The Peruvian Paso is an even-tempered animal ideal for long-distance riding. They are one of the few naturally gaited horses in the world and are becoming increasing popular as gaited horses are making a comeback.
With a natural gait that can range in speed from a slow walk to a extended trot or slow canter, the Peruvian Paso has an entirely natural gait unaided by training or devices. They are, in fact, shown without shoes and with a natural hoof.
They are considered the smoothest riding horse in the world and have a self-assured way of acting that makes them carry themselves proudly. They have one of the most easy-going temperaments, because the Peruvians have worked hard to not breed animals that have bad dispositions.
Their spirit is defined as brio, a quality that gives them their arrogance and energetic behavior. Their gait is a termino, meaning it has a graceful movement with the forelegs rolled outward as the horse strides forward, similar to the arms of a swimmer. They were also bred for brilliant action, consisting of lift as the knee flexes.
A moderately sized animal, the Peruvian Paso usually stands between 14.1 and 15 hands with weights ranging from 900 to 1,100 pounds. They are powerful animals with a well-muscled build. Common coat colors include chestnut, brown, black, bay, palomino, buckskin, gray, dun or roan.

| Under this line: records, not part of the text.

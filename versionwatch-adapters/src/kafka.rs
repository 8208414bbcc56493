//! Kafka producer for publishing version messages.
//!
//! This adapter wraps an rdkafka `FutureProducer` (librdkafka bindings)
//! configured for durable, ordered delivery:
//!
//! - **acks=all**: a send succeeds only once every in-sync replica has it
//! - **bounded retries**: librdkafka retries transient failures itself
//! - **idempotence**: retried sends keep their order within a partition
//!
//! ## Example
//!
//! ```rust,no_run
//! use versionwatch_adapters::kafka::KafkaProducer;
//! use versionwatch_adapters::MessageProducer;
//!
//! #[tokio::main]
//! async fn main() -> Result<(), Box<dyn std::error::Error>> {
//!     let producer = KafkaProducer::builder()
//!         .brokers("localhost:9092")
//!         .build()?;
//!
//!     producer.send("versions", "Kubernetes-v1", b"\x00\x00\x00\x00\x01").await?;
//!     Ok(())
//! }
//! ```

use std::time::Duration;

use async_trait::async_trait;
use rdkafka::config::ClientConfig;
use rdkafka::producer::{FutureProducer, FutureRecord, Producer};
use rdkafka::util::Timeout;
use tracing::{debug, info};

use crate::{MessageProducer, ProducerError};

/// rdkafka backed producer waiting for acknowledgement from all replicas.
pub struct KafkaProducer {
    producer: FutureProducer,
    queue_timeout: Duration,
}

impl KafkaProducer {
    /// Create a new builder for configuring the producer.
    pub fn builder() -> KafkaProducerBuilder {
        KafkaProducerBuilder::default()
    }

    /// Wait for outstanding messages to be delivered.
    pub fn flush(&self, timeout: Duration) -> Result<(), ProducerError> {
        self.producer
            .flush(Timeout::After(timeout))
            .map_err(|e| ProducerError::Delivery(e.to_string()))
    }
}

#[async_trait]
impl MessageProducer for KafkaProducer {
    async fn send(&self, topic: &str, key: &str, value: &[u8]) -> Result<(), ProducerError> {
        let record = FutureRecord::to(topic).key(key).payload(value);

        match self
            .producer
            .send(record, Timeout::After(self.queue_timeout))
            .await
        {
            Ok(delivery) => {
                debug!(topic, key, ?delivery, "message acknowledged");
                Ok(())
            }
            Err((err, _message)) => Err(ProducerError::Delivery(err.to_string())),
        }
    }
}

impl std::fmt::Debug for KafkaProducer {
    fn fmt(&self, f: &mut std::fmt::Formatter<'_>) -> std::fmt::Result {
        f.debug_struct("KafkaProducer")
            .field("queue_timeout", &self.queue_timeout)
            .finish()
    }
}

/// Builder for KafkaProducer.
#[derive(Debug, Default)]
pub struct KafkaProducerBuilder {
    brokers: Option<String>,
    max_retries: Option<u32>,
    message_timeout: Option<Duration>,
    queue_timeout: Option<Duration>,
}

impl KafkaProducerBuilder {
    /// Set the Kafka broker addresses (comma-separated).
    pub fn brokers(mut self, brokers: impl Into<String>) -> Self {
        self.brokers = Some(brokers.into());
        self
    }

    /// Set how often librdkafka retries a failed send (default: 10).
    pub fn max_retries(mut self, retries: u32) -> Self {
        self.max_retries = Some(retries);
        self
    }

    /// Set the overall delivery timeout, retries included (default: 30 seconds).
    pub fn message_timeout(mut self, timeout: Duration) -> Self {
        self.message_timeout = Some(timeout);
        self
    }

    /// Set how long a send may wait for room in the local queue (default: 5 seconds).
    pub fn queue_timeout(mut self, timeout: Duration) -> Self {
        self.queue_timeout = Some(timeout);
        self
    }

    fn client_config(&self) -> ClientConfig {
        let brokers = self
            .brokers
            .clone()
            .unwrap_or_else(|| "localhost:9092".to_string());
        let max_retries = self.max_retries.unwrap_or(10);
        let message_timeout = self.message_timeout.unwrap_or(Duration::from_secs(30));

        let mut config = ClientConfig::new();
        config.set("bootstrap.servers", &brokers);
        config.set("acks", "all");
        config.set("enable.idempotence", "true");
        config.set("message.send.max.retries", max_retries.to_string());
        config.set("message.timeout.ms", message_timeout.as_millis().to_string());
        config
    }

    /// Build the producer.
    pub fn build(self) -> Result<KafkaProducer, ProducerError> {
        let config = self.client_config();
        let producer: FutureProducer = config
            .create()
            .map_err(|e| ProducerError::Config(e.to_string()))?;

        info!(
            brokers = config.get("bootstrap.servers").unwrap_or_default(),
            "kafka producer created"
        );

        Ok(KafkaProducer {
            producer,
            queue_timeout: self.queue_timeout.unwrap_or(Duration::from_secs(5)),
        })
    }
}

The most desirable colors are solid colors or grays, with dark skin. The main can be curly or straight and is fine and lustrous. Until the 17th century, almost all domestic horses were gaited with trotted horses being used only as mounts for servants or as battle animals when quick speed is necessary.
Because the nobility knew very little about riding, they desired the smooth ride that a gaited horse offered. Even knights, who required a trotting horse for battle, usually traveled on a gaited horse and led their trotter behind.
Towards the end of the 17th century, however, trotting horses became more popular and gaited horses were almost unknown. The Peruvians, however, still held their gaited horses in high esteem and continued to breed what they called Caballo Peruano de Paso, or “the Peruvian horse of Paso.”
This was a naturally gaited horse, descended from Spanish breeds such as the Barb, Friesian, Spanish Jennet and Andalusian. This breed is the one that has the closest link to the gaited horses that were once populous. The Peruvian Paso is the only gaited horse that passes the gait onto 100% of its offspring.
Recently, gaited horses have become more popular as people rediscover the excellent ride of a naturally gaited animal. Because of this, the Peruvian Paso is becoming much more popular and is now considered one of the most ideal mounts for 20th century riders.